The claims at issue covered methods of analyzing polynucleotides in a sample using light-harvesting multichromophore systems based on fluorescence resonance energy transfer (“FRET”). Id. at 3. The samples are contacted with systems comprising a “signaling chromophore” and a “water-soluble conjugated polymer” that can transfer energy to the signaling chromophore to provide a “greater than 4 fold increase in fluorescence emission” from the signaling chromophore over what can be achieved by “direct excitation of the signaling chromophore” absent the polymer. Id. at 5. The claims then require applying a light source to the sample and detecting whether light is emitted from the signaling chromophore. Id.
After construing “greater than 4 fold increase in fluorescence emission” in accordance with its plain and ordinary meaning and “in the absence of the polymer” broadly to encompass “without polymer present” and “lack of energy transfer (via FRET),” id. at 15–18, the Board turned to the priority issue. UC first claimed that Thermo raised impermissible grounds under § 311 (which allows challenges under only § 102 and § 103) because the anticipation claim was a disguised attack on written description under § 112. Id. at 21. But the Board explained that it may assess written description issues bearing on priority claims and the applicability of prior art for allowable challenges under § 311. Id. at 22–23.
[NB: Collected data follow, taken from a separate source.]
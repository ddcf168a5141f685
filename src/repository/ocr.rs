//! OCR text, entity, and search index rows.
//!
//! Downstream rows for a page are always replaced as a unit: one
//! transaction deletes the old OCR text (cascading to entities and the
//! search row), inserts the new rows, and flips the page state.

use rusqlite::{params, OptionalExtension, Row};

use super::{parse_datetime, with_retry, Repository, Result};
use crate::models::{
    BoundingBox, Entity, EntityKind, OcrState, OcrText, SearchRecord, WordBox,
};

impl Repository {
    /// Store the complete OCR output for a page and mark it done.
    pub fn store_page_results(
        &self,
        ocr: &OcrText,
        entities: &[Entity],
        search: &SearchRecord,
    ) -> Result<()> {
        let word_boxes = serde_json::to_string(&ocr.word_boxes)?;
        let tokens = serde_json::to_string(&search.tokens)?;

        with_retry(|| {
            let conn = self.connect()?;
            conn.execute_batch("BEGIN IMMEDIATE")?;

            let result: Result<()> = (|| {
                // Replace any previous run for this page; FK cascades take
                // the old entities and search row with it.
                conn.execute(
                    "DELETE FROM ocr_texts WHERE page_id = ?",
                    params![ocr.page_id],
                )?;

                conn.execute(
                    r#"INSERT INTO ocr_texts
                       (id, page_id, document_id, page_number, raw_text, normalized_text,
                        word_boxes, bbox_x, bbox_y, bbox_width, bbox_height,
                        page_confidence, engine, created_at)
                       VALUES (?1, ?2, ?3, ?4, ?5, ?6, ?7, ?8, ?9, ?10, ?11, ?12, ?13, ?14)"#,
                    params![
                        ocr.id,
                        ocr.page_id,
                        ocr.document_id,
                        ocr.page_number as i64,
                        ocr.raw_text,
                        ocr.normalized_text,
                        word_boxes,
                        ocr.bbox.x as f64,
                        ocr.bbox.y as f64,
                        ocr.bbox.width as f64,
                        ocr.bbox.height as f64,
                        ocr.page_confidence as f64,
                        ocr.engine,
                        ocr.created_at.to_rfc3339(),
                    ],
                )?;

                for entity in entities {
                    conn.execute(
                        r#"INSERT INTO entities
                           (id, ocr_id, document_id, page_number, entity_type, entity_value,
                            normalized_value, bbox_x, bbox_y, bbox_width, bbox_height, confidence)
                           VALUES (?1, ?2, ?3, ?4, ?5, ?6, ?7, ?8, ?9, ?10, ?11, ?12)"#,
                        params![
                            entity.id,
                            entity.ocr_id,
                            entity.document_id,
                            entity.page_number as i64,
                            entity.kind.as_str(),
                            entity.value,
                            entity.normalized_value,
                            entity.bbox.map(|b| b.x as f64),
                            entity.bbox.map(|b| b.y as f64),
                            entity.bbox.map(|b| b.width as f64),
                            entity.bbox.map(|b| b.height as f64),
                            entity.confidence as f64,
                        ],
                    )?;
                }

                conn.execute(
                    r#"INSERT INTO search_index
                       (id, ocr_id, document_id, searchable_text, tokens)
                       VALUES (?1, ?2, ?3, ?4, ?5)"#,
                    params![
                        search.id,
                        search.ocr_id,
                        search.document_id,
                        search.searchable_text,
                        tokens,
                    ],
                )?;

                conn.execute(
                    "UPDATE image_pages
                     SET ocr_state = 'done', attempts = 0, last_error = NULL,
                         claimed_at = NULL, updated_at = ?2
                     WHERE id = ?1",
                    params![ocr.page_id, chrono::Utc::now().to_rfc3339()],
                )?;

                Ok(())
            })();

            if result.is_ok() {
                conn.execute_batch("COMMIT")?;
            } else {
                let _ = conn.execute_batch("ROLLBACK");
            }
            result
        })
    }

    /// Fetch the OCR text for a page, if any.
    pub fn get_ocr_text_for_page(&self, page_id: &str) -> Result<Option<OcrText>> {
        let conn = self.connect()?;
        let ocr = conn
            .query_row(
                "SELECT * FROM ocr_texts WHERE page_id = ?",
                params![page_id],
                row_to_ocr_text,
            )
            .optional()?;
        Ok(ocr)
    }

    /// Fetch an OCR text by id.
    pub fn get_ocr_text(&self, ocr_id: &str) -> Result<Option<OcrText>> {
        let conn = self.connect()?;
        let ocr = conn
            .query_row(
                "SELECT * FROM ocr_texts WHERE id = ?",
                params![ocr_id],
                row_to_ocr_text,
            )
            .optional()?;
        Ok(ocr)
    }

    /// All OCR texts of a document, in page order.
    pub fn get_ocr_texts_for_document(&self, document_id: &str) -> Result<Vec<OcrText>> {
        let conn = self.connect()?;
        let mut stmt =
            conn.prepare("SELECT * FROM ocr_texts WHERE document_id = ? ORDER BY page_number")?;
        let texts = stmt
            .query_map(params![document_id], row_to_ocr_text)?
            .collect::<std::result::Result<Vec<_>, _>>()?;
        Ok(texts)
    }

    /// Count OCR text rows.
    pub fn count_ocr_texts(&self) -> Result<u64> {
        let conn = self.connect()?;
        let count: i64 = conn.query_row("SELECT COUNT(*) FROM ocr_texts", [], |row| row.get(0))?;
        Ok(count as u64)
    }

    /// Delete one OCR text; entities and the search row cascade.
    pub fn delete_ocr_text(&self, ocr_id: &str) -> Result<()> {
        let conn = self.connect()?;
        conn.execute("DELETE FROM ocr_texts WHERE id = ?", params![ocr_id])?;
        Ok(())
    }

    /// Entities referencing an OCR text.
    pub fn get_entities_for_ocr(&self, ocr_id: &str) -> Result<Vec<Entity>> {
        let conn = self.connect()?;
        let mut stmt = conn.prepare("SELECT * FROM entities WHERE ocr_id = ?")?;
        let entities = stmt
            .query_map(params![ocr_id], row_to_entity)?
            .collect::<std::result::Result<Vec<_>, _>>()?;
        Ok(entities)
    }

    /// Exact lookup by kind and normalized value.
    pub fn find_entities(
        &self,
        kind: EntityKind,
        normalized_value: &str,
        limit: u32,
    ) -> Result<Vec<Entity>> {
        let conn = self.connect()?;
        let mut stmt = conn.prepare(
            "SELECT * FROM entities
             WHERE entity_type = ? AND normalized_value = ?
             LIMIT ?",
        )?;
        let entities = stmt
            .query_map(params![kind.as_str(), normalized_value, limit], row_to_entity)?
            .collect::<std::result::Result<Vec<_>, _>>()?;
        Ok(entities)
    }

    /// Case-insensitive fallback lookup on the as-found value.
    pub fn find_entities_by_value(
        &self,
        kind: EntityKind,
        value: &str,
        limit: u32,
    ) -> Result<Vec<Entity>> {
        let conn = self.connect()?;
        let mut stmt = conn.prepare(
            "SELECT * FROM entities
             WHERE entity_type = ? AND entity_value = ? COLLATE NOCASE
             LIMIT ?",
        )?;
        let entities = stmt
            .query_map(params![kind.as_str(), value, limit], row_to_entity)?
            .collect::<std::result::Result<Vec<_>, _>>()?;
        Ok(entities)
    }

    /// List entities with optional filters, for the entities API.
    pub fn list_entities(
        &self,
        kind: Option<EntityKind>,
        document_id: Option<&str>,
        limit: u32,
    ) -> Result<Vec<Entity>> {
        let conn = self.connect()?;
        let mut stmt = conn.prepare(
            "SELECT * FROM entities
             WHERE (?1 IS NULL OR entity_type = ?1)
               AND (?2 IS NULL OR document_id = ?2)
             ORDER BY entity_type, normalized_value
             LIMIT ?3",
        )?;
        let entities = stmt
            .query_map(
                params![kind.map(|k| k.as_str()), document_id, limit],
                row_to_entity,
            )?
            .collect::<std::result::Result<Vec<_>, _>>()?;
        Ok(entities)
    }

    /// All search index rows (the in-process search engine scans them).
    pub fn get_search_records(&self) -> Result<Vec<SearchRecord>> {
        let conn = self.connect()?;
        let mut stmt = conn.prepare("SELECT * FROM search_index")?;
        let records = stmt
            .query_map([], row_to_search_record)?
            .collect::<std::result::Result<Vec<_>, _>>()?;
        Ok(records)
    }

    /// Search index row for one OCR text.
    pub fn get_search_record_for_ocr(&self, ocr_id: &str) -> Result<Option<SearchRecord>> {
        let conn = self.connect()?;
        let record = conn
            .query_row(
                "SELECT * FROM search_index WHERE ocr_id = ?",
                params![ocr_id],
                row_to_search_record,
            )
            .optional()?;
        Ok(record)
    }

    /// Count search index rows.
    pub fn count_search_records(&self) -> Result<u64> {
        let conn = self.connect()?;
        let count: i64 =
            conn.query_row("SELECT COUNT(*) FROM search_index", [], |row| row.get(0))?;
        Ok(count as u64)
    }

    /// Verify the page is still claimed before writing results; a reaped
    /// claim means another worker may own the page now.
    pub fn page_claim_held(&self, page_id: &str) -> Result<bool> {
        let conn = self.connect()?;
        let state: Option<String> = conn
            .query_row(
                "SELECT ocr_state FROM image_pages WHERE id = ?",
                params![page_id],
                |row| row.get(0),
            )
            .optional()?;
        Ok(state.as_deref() == Some(OcrState::InProgress.as_str()))
    }
}

fn row_to_ocr_text(row: &Row) -> rusqlite::Result<OcrText> {
    let word_boxes_str: String = row.get("word_boxes")?;
    let word_boxes: Vec<WordBox> = serde_json::from_str(&word_boxes_str).map_err(|e| {
        rusqlite::Error::FromSqlConversionFailure(0, rusqlite::types::Type::Text, Box::new(e))
    })?;
    Ok(OcrText {
        id: row.get("id")?,
        page_id: row.get("page_id")?,
        document_id: row.get("document_id")?,
        page_number: row.get::<_, i64>("page_number")? as u32,
        raw_text: row.get("raw_text")?,
        normalized_text: row.get("normalized_text")?,
        word_boxes,
        bbox: BoundingBox::new(
            row.get::<_, f64>("bbox_x")? as f32,
            row.get::<_, f64>("bbox_y")? as f32,
            row.get::<_, f64>("bbox_width")? as f32,
            row.get::<_, f64>("bbox_height")? as f32,
        ),
        page_confidence: row.get::<_, f64>("page_confidence")? as f32,
        engine: row.get("engine")?,
        created_at: parse_datetime(&row.get::<_, String>("created_at")?),
    })
}

fn row_to_entity(row: &Row) -> rusqlite::Result<Entity> {
    let kind_str: String = row.get("entity_type")?;
    let bbox = match (
        row.get::<_, Option<f64>>("bbox_x")?,
        row.get::<_, Option<f64>>("bbox_y")?,
        row.get::<_, Option<f64>>("bbox_width")?,
        row.get::<_, Option<f64>>("bbox_height")?,
    ) {
        (Some(x), Some(y), Some(w), Some(h)) => {
            Some(BoundingBox::new(x as f32, y as f32, w as f32, h as f32))
        }
        _ => None,
    };
    Ok(Entity {
        id: row.get("id")?,
        ocr_id: row.get("ocr_id")?,
        document_id: row.get("document_id")?,
        page_number: row.get::<_, i64>("page_number")? as u32,
        kind: EntityKind::parse(&kind_str).unwrap_or(EntityKind::Keyword),
        value: row.get("entity_value")?,
        normalized_value: row.get("normalized_value")?,
        bbox,
        confidence: row.get::<_, f64>("confidence")? as f32,
    })
}

fn row_to_search_record(row: &Row) -> rusqlite::Result<SearchRecord> {
    let tokens_str: String = row.get("tokens")?;
    let tokens: Vec<String> = serde_json::from_str(&tokens_str).map_err(|e| {
        rusqlite::Error::FromSqlConversionFailure(0, rusqlite::types::Type::Text, Box::new(e))
    })?;
    Ok(SearchRecord {
        id: row.get("id")?,
        ocr_id: row.get("ocr_id")?,
        document_id: row.get("document_id")?,
        searchable_text: row.get("searchable_text")?,
        tokens,
    })
}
The Board then determined the claims were entitled to a priority date prior to Bazan’s publication date because Thermo had failed to establish that the provisional application and first non-provisional application lacked adequate written support for the claims. Id. at 33. Thermo had argued the “greater than 4 fold increase in fluorescence emission” limitation represented a broad genus of emission increases, but the provisional and first non-provisional application provided only one species within that genus. Id. at 28. The Board disagreed, finding instead that four covered species were disclosed. Id. at 29. Thermo had asserted three examples were outside the claims, including one with two signaling chromophores, id. at 29–30, but according to the Board, the claims were broad enough to cover systems with multiple signaling chromophores. Id. at 30. Thermo neglected to address a second covered example, id. at 31, and discounted a third because there was no mention of an “absence of the polymer,” a required limitation in the claims, id. at 32. But the Board reasoned that this example involved no polymer because it used the same term as the preceding example, “direct C* excitation,” which referred to excitation in the absence of a polymer. Id. Thermo thus failed to establish that the four disclosed species were inadequate support for the claims, particularly given the predictable nature of the art. Id. at 33. Bazan therefore was not § 102(b) prior art, and the challenge failed. Id.